WORK INSTRUCTIONS:
Scan the material and copy every line in which "main" appears.

== == ==

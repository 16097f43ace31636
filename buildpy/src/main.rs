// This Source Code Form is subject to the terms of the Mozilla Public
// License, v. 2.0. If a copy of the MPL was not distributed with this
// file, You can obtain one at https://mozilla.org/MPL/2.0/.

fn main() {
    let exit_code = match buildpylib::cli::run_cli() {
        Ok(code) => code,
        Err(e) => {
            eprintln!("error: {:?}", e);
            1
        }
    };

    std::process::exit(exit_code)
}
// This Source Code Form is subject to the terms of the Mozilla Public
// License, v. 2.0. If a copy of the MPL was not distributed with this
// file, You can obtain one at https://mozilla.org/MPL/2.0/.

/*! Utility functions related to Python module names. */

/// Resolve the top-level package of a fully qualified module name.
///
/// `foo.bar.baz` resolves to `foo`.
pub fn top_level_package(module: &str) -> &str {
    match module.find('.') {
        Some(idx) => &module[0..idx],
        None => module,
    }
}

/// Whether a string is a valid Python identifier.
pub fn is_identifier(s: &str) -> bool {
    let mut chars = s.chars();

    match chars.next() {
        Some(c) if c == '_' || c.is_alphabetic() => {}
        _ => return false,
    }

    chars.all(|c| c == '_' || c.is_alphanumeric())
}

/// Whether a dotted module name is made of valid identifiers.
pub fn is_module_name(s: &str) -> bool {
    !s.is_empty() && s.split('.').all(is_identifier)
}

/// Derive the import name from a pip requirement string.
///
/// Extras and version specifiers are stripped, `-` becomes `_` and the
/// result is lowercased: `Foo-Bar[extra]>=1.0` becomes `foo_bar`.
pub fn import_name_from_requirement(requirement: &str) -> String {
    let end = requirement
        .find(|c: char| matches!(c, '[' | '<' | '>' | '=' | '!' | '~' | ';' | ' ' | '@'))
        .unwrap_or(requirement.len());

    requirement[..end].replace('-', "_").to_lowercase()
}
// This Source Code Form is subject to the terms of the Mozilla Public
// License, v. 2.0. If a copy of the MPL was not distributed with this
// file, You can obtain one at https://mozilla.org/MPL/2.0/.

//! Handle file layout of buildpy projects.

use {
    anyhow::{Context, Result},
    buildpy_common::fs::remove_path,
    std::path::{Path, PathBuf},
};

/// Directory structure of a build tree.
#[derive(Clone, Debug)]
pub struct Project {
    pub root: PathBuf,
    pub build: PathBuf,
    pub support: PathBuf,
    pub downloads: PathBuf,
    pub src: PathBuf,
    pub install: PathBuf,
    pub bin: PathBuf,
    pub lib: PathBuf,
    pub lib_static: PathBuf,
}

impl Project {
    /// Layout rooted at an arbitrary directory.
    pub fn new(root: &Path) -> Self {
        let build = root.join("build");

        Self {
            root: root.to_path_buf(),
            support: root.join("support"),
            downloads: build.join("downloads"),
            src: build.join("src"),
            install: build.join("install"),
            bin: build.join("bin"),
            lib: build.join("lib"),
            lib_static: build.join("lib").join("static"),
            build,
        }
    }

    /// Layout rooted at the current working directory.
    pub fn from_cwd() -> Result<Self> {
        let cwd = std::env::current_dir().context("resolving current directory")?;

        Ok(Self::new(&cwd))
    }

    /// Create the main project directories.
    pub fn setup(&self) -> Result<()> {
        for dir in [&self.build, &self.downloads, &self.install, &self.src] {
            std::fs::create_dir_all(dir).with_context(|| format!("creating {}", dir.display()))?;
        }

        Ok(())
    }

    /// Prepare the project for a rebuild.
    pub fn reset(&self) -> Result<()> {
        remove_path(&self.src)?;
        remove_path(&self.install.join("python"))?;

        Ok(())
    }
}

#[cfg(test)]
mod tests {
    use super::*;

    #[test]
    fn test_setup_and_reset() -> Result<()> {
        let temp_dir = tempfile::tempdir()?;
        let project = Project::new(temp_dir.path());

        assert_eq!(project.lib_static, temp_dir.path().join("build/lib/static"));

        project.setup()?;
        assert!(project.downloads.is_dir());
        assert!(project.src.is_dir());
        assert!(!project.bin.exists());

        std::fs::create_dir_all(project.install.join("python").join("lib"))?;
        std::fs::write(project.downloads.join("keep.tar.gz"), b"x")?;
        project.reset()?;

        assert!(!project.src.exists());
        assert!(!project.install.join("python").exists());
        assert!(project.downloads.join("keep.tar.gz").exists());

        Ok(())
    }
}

== == ==

EXERCISE RESULT:
filename buildpy/src/main.rs
fn main() {
    /// Create the main project directories.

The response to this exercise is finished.